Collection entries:
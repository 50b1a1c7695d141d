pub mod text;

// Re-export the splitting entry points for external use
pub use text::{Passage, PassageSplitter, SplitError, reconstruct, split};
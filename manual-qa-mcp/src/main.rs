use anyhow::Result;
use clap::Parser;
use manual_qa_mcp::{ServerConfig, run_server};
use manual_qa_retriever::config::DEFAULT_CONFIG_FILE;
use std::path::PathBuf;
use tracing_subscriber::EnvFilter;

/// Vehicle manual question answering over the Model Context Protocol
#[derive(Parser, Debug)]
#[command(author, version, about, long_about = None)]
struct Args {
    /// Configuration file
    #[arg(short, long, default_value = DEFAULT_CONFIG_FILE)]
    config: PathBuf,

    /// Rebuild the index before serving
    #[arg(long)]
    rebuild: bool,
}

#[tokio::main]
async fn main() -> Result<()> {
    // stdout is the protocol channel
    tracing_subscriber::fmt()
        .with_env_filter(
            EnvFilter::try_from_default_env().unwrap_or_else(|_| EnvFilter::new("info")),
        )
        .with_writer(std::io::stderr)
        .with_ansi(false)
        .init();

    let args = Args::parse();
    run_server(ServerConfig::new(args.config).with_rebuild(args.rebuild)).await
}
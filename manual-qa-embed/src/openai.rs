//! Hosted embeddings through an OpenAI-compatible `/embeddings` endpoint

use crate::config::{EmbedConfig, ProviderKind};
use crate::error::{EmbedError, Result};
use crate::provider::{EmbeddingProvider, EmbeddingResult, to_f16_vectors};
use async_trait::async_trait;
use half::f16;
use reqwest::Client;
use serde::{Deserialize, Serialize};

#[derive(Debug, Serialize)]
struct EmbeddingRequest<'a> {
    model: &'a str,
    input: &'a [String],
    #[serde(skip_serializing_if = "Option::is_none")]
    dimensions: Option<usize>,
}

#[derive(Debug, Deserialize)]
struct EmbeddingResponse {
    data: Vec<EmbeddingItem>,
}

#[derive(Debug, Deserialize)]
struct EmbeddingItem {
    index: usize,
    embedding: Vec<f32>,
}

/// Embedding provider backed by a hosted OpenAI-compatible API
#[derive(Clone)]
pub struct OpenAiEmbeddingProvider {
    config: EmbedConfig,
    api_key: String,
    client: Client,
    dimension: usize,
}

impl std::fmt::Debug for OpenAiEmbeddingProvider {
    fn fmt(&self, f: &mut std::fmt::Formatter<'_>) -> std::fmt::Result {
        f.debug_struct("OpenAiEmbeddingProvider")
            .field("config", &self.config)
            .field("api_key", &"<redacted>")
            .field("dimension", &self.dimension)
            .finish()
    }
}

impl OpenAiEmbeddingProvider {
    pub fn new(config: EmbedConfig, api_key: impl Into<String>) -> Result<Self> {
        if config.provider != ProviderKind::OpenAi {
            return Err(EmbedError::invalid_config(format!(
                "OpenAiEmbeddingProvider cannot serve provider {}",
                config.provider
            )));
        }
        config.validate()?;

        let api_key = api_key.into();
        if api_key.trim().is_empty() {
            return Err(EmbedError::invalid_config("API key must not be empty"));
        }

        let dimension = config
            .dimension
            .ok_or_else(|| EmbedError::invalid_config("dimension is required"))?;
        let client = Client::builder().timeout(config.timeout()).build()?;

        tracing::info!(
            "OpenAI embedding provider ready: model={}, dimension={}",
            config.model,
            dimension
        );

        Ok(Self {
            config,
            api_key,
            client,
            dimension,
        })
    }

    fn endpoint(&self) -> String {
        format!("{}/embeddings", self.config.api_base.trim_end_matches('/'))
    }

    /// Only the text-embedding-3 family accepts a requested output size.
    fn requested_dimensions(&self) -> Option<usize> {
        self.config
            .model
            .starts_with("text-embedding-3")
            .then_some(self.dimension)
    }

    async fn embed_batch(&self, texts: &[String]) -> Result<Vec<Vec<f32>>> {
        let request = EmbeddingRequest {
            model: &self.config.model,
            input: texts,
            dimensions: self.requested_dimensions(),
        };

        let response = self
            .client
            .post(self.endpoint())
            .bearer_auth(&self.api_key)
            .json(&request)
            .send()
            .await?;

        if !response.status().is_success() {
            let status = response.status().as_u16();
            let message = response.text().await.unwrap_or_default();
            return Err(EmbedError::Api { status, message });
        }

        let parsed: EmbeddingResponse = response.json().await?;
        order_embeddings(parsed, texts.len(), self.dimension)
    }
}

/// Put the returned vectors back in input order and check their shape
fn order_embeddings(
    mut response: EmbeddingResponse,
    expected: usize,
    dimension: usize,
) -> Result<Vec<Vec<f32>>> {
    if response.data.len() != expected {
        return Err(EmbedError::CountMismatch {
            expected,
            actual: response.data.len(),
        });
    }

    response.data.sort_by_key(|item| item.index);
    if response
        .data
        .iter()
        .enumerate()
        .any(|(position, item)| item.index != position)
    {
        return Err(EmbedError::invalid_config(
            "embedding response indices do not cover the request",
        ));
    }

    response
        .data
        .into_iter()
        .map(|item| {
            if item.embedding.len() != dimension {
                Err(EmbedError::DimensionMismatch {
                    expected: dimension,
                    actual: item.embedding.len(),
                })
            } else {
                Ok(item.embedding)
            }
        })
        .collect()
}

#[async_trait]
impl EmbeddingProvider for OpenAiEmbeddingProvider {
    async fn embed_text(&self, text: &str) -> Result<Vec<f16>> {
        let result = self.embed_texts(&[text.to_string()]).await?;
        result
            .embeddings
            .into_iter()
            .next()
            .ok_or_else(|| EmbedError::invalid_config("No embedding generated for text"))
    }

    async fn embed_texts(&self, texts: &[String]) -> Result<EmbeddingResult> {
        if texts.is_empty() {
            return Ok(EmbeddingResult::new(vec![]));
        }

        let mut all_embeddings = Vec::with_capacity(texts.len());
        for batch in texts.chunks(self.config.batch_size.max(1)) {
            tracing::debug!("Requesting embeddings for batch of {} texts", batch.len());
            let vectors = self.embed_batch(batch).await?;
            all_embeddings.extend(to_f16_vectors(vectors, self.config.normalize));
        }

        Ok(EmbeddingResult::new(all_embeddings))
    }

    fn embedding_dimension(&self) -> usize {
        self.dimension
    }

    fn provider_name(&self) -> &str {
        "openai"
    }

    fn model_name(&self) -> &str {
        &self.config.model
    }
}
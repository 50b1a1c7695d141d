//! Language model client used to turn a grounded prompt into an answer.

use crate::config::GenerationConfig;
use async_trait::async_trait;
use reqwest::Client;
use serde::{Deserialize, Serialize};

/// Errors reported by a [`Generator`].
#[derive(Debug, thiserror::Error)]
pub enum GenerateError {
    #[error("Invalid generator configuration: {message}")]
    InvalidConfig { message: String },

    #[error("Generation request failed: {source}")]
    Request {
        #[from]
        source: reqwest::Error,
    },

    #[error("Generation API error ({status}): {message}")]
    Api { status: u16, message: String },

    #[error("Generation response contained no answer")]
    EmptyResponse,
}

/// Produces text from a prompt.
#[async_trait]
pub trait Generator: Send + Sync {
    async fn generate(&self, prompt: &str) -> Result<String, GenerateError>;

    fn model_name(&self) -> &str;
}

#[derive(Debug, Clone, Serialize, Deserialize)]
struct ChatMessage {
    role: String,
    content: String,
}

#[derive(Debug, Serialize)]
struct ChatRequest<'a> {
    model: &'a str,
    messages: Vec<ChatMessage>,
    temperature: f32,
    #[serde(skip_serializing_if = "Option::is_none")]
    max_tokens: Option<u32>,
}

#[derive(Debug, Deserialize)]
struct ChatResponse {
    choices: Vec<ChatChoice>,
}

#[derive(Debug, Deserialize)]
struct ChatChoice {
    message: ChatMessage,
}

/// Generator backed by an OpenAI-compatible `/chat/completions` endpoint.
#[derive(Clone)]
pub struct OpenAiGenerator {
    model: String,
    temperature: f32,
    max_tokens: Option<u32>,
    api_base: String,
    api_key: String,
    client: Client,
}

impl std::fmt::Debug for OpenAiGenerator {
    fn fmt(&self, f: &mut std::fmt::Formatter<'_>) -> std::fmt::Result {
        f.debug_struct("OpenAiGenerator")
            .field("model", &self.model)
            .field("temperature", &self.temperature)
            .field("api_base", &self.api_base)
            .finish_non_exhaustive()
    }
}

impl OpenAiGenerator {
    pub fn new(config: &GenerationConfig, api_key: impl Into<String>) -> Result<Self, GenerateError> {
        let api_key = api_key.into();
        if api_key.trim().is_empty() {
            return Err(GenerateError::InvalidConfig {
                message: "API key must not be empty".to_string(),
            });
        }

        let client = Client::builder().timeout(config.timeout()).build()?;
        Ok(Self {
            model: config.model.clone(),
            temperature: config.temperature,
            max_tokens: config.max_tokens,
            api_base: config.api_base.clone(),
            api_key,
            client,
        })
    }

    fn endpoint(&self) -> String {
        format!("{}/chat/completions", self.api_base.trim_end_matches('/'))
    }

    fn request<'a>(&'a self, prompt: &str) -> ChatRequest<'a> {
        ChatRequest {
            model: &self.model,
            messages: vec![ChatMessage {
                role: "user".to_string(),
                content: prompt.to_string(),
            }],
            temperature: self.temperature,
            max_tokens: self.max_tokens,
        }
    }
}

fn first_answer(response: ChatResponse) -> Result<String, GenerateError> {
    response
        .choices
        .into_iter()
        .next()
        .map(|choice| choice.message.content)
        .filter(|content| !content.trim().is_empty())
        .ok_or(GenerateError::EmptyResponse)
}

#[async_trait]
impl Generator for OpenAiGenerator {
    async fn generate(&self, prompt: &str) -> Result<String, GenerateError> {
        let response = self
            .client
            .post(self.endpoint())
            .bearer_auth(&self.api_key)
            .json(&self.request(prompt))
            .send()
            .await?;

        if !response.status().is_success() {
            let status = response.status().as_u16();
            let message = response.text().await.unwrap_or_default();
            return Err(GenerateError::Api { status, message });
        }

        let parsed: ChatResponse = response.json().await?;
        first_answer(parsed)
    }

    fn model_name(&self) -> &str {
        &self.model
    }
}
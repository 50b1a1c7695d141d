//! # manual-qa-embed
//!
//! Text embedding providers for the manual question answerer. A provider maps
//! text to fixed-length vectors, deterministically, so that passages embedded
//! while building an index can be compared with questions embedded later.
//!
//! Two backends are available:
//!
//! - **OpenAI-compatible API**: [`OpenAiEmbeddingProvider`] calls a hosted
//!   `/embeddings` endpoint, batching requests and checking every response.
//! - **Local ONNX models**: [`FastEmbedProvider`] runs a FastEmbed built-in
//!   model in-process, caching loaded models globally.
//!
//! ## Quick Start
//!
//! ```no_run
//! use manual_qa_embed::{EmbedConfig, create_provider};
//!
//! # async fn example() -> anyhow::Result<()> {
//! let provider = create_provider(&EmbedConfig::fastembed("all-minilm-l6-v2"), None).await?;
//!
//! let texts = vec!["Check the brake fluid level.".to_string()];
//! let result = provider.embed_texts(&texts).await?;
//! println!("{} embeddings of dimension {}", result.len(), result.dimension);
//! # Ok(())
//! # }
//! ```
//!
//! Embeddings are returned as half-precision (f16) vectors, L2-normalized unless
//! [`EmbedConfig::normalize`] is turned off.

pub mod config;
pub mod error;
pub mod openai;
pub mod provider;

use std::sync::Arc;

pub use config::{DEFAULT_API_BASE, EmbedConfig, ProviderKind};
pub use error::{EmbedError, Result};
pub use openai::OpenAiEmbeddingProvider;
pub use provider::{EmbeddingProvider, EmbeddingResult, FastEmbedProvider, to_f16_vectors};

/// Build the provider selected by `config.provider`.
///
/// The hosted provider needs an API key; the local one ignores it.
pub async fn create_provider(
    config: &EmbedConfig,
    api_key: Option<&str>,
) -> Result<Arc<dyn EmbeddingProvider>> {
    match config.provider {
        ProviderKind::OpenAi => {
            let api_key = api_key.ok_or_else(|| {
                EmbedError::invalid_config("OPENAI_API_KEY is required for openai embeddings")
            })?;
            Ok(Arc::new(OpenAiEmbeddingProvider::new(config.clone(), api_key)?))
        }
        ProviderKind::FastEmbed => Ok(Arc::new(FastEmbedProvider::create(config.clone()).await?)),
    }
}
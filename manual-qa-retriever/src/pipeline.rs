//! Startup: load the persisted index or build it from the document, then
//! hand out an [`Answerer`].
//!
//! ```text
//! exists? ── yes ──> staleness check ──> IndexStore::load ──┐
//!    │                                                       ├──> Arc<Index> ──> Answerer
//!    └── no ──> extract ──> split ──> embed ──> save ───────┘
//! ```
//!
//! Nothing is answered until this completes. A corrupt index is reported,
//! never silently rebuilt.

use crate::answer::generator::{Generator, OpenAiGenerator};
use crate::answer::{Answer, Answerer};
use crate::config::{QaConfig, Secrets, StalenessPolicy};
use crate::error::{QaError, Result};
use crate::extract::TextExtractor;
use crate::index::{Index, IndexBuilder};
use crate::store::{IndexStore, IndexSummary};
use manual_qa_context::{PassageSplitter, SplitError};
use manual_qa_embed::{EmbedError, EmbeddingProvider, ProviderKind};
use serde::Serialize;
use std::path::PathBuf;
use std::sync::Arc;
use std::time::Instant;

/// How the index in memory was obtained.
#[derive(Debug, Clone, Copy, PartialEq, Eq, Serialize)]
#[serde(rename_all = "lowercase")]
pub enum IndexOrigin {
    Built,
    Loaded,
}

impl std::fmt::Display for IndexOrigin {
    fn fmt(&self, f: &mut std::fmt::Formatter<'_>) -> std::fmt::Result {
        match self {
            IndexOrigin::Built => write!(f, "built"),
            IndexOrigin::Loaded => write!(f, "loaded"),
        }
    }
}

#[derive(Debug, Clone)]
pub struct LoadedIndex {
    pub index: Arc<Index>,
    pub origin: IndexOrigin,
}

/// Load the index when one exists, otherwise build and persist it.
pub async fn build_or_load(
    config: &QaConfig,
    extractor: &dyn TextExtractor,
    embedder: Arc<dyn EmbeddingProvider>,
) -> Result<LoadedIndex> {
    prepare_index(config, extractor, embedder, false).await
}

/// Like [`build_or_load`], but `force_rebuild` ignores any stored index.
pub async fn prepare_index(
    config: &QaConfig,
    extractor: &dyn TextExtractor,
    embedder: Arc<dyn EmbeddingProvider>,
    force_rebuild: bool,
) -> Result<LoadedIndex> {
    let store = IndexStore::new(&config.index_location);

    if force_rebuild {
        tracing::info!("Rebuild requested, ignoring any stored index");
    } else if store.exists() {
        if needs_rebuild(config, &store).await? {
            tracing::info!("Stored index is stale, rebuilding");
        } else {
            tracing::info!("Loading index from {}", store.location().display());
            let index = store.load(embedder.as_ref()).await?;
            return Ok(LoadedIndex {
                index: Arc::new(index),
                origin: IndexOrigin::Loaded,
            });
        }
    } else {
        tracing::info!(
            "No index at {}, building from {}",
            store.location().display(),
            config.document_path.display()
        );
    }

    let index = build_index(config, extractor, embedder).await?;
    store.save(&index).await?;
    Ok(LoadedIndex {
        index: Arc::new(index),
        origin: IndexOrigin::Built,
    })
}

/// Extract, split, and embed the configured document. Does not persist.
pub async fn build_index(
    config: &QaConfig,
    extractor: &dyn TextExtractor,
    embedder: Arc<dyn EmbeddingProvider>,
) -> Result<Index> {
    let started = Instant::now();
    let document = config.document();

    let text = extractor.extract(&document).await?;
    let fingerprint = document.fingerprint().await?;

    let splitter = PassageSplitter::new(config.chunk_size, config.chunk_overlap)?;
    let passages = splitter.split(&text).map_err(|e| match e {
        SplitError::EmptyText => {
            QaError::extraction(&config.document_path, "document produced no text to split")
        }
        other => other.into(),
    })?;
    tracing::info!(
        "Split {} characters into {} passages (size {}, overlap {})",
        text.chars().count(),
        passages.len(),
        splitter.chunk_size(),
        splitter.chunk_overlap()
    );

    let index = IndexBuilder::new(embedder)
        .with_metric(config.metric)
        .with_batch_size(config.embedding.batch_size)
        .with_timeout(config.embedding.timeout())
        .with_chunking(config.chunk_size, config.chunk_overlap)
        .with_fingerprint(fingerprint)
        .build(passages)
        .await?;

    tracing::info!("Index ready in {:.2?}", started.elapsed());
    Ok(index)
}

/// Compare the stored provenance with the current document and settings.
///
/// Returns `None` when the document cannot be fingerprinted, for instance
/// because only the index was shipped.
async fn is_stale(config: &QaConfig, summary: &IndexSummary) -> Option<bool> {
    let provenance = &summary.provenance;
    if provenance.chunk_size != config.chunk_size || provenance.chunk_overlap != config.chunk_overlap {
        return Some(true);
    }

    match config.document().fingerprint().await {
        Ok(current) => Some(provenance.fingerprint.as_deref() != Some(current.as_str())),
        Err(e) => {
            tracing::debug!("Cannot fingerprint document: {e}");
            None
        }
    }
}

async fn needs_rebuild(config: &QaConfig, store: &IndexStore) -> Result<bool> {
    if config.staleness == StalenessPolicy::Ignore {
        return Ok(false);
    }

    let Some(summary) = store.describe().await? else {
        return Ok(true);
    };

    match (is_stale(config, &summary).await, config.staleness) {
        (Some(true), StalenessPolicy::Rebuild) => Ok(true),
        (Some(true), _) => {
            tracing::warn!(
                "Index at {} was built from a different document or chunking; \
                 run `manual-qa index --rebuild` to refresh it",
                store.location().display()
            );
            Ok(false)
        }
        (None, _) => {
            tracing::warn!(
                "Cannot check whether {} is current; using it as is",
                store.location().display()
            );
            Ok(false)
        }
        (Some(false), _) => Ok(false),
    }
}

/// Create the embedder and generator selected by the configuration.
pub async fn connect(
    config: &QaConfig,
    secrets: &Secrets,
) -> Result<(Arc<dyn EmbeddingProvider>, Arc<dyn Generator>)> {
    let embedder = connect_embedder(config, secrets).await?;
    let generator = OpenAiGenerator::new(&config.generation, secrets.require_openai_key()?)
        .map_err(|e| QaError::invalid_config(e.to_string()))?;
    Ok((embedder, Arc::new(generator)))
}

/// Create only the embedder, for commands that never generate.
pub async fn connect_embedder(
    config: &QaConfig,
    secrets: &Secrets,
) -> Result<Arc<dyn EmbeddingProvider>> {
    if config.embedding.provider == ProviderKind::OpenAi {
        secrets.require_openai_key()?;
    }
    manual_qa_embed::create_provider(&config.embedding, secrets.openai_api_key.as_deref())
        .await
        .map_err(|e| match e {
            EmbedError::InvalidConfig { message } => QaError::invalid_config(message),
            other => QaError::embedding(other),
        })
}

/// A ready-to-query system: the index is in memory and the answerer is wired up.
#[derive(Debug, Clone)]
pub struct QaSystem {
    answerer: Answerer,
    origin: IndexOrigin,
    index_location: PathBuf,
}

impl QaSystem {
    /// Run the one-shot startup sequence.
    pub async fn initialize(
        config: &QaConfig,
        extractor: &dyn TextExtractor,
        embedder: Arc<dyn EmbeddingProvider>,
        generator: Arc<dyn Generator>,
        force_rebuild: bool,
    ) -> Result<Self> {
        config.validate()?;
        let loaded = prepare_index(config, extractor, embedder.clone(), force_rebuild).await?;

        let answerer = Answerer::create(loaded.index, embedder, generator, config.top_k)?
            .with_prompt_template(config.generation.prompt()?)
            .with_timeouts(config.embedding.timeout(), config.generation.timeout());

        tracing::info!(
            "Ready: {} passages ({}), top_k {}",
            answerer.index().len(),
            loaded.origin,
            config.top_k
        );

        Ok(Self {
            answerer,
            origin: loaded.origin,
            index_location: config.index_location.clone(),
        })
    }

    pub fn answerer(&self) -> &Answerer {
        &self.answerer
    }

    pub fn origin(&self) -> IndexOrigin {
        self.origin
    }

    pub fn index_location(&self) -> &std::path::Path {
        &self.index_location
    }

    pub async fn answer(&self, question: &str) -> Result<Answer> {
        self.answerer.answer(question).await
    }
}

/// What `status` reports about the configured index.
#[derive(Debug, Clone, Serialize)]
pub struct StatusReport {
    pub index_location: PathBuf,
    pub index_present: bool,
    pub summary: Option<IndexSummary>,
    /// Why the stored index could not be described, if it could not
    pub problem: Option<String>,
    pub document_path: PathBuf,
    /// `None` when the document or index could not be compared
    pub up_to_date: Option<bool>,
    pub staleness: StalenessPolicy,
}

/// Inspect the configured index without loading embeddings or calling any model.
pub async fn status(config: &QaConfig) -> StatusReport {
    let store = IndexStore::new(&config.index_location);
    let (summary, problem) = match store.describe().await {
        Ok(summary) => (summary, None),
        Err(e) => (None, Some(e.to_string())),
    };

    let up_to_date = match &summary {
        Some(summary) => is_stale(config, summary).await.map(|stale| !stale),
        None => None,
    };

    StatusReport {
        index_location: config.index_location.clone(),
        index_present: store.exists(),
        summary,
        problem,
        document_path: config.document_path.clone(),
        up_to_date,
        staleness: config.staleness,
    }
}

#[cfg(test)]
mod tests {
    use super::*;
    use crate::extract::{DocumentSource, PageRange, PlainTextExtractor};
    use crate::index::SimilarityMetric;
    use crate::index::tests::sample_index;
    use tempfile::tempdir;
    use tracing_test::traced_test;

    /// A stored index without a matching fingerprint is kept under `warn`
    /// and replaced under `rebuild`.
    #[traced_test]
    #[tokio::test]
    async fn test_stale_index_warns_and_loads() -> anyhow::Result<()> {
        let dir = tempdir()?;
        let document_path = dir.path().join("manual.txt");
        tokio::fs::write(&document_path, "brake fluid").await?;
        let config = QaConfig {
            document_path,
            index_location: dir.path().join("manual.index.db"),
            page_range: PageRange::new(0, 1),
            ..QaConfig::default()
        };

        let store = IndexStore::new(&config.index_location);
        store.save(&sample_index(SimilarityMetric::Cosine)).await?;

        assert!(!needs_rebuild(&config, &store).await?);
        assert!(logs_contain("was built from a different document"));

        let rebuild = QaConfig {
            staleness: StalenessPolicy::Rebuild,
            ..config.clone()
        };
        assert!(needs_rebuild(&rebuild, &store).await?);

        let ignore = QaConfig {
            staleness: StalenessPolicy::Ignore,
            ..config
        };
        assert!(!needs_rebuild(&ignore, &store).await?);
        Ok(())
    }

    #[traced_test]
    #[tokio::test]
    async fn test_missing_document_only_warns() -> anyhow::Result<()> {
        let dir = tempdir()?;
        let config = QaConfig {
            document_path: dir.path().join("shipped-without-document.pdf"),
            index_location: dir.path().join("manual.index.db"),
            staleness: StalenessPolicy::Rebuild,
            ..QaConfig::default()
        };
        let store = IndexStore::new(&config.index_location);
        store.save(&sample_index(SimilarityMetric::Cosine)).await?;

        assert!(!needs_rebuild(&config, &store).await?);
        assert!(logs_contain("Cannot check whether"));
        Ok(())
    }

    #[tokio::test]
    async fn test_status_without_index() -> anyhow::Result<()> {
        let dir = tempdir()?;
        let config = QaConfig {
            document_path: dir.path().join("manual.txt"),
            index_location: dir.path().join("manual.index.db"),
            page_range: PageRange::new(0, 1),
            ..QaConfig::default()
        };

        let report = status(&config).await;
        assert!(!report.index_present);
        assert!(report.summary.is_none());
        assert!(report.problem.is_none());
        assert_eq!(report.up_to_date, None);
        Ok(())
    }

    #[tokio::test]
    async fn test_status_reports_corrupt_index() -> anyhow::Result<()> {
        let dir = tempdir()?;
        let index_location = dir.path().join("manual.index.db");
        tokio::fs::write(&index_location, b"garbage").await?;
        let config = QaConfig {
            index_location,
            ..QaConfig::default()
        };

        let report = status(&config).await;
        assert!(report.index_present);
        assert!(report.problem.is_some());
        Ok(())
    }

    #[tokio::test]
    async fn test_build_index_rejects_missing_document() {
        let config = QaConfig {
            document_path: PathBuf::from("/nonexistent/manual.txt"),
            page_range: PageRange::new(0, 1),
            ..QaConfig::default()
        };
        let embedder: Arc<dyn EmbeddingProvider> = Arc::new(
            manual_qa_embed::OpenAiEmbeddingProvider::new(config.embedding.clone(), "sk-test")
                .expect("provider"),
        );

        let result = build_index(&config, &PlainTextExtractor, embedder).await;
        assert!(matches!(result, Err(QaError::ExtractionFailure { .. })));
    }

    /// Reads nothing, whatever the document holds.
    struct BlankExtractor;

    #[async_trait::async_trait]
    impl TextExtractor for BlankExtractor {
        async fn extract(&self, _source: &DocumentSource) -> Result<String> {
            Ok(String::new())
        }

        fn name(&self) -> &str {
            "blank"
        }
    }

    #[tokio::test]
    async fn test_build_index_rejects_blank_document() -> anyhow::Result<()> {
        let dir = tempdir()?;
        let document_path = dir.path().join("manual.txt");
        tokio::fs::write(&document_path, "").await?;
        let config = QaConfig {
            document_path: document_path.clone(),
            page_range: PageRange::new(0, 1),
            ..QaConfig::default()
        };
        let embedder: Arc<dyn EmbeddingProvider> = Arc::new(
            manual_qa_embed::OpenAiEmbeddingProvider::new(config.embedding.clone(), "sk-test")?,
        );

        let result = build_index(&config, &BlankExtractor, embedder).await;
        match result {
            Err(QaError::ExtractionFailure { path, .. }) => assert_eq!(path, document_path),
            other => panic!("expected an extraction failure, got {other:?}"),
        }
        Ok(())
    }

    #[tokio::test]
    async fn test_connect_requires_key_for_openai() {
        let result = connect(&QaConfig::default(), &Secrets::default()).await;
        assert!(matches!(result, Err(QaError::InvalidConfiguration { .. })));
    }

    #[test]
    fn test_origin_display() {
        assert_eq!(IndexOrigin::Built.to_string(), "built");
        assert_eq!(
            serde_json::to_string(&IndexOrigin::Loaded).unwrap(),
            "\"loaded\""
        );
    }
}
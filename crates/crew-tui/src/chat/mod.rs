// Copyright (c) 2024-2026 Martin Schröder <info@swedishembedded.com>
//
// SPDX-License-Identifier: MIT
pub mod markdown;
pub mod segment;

Try it:
If a line in the records holds the string "compared", count it, and give only the total.

Result:
2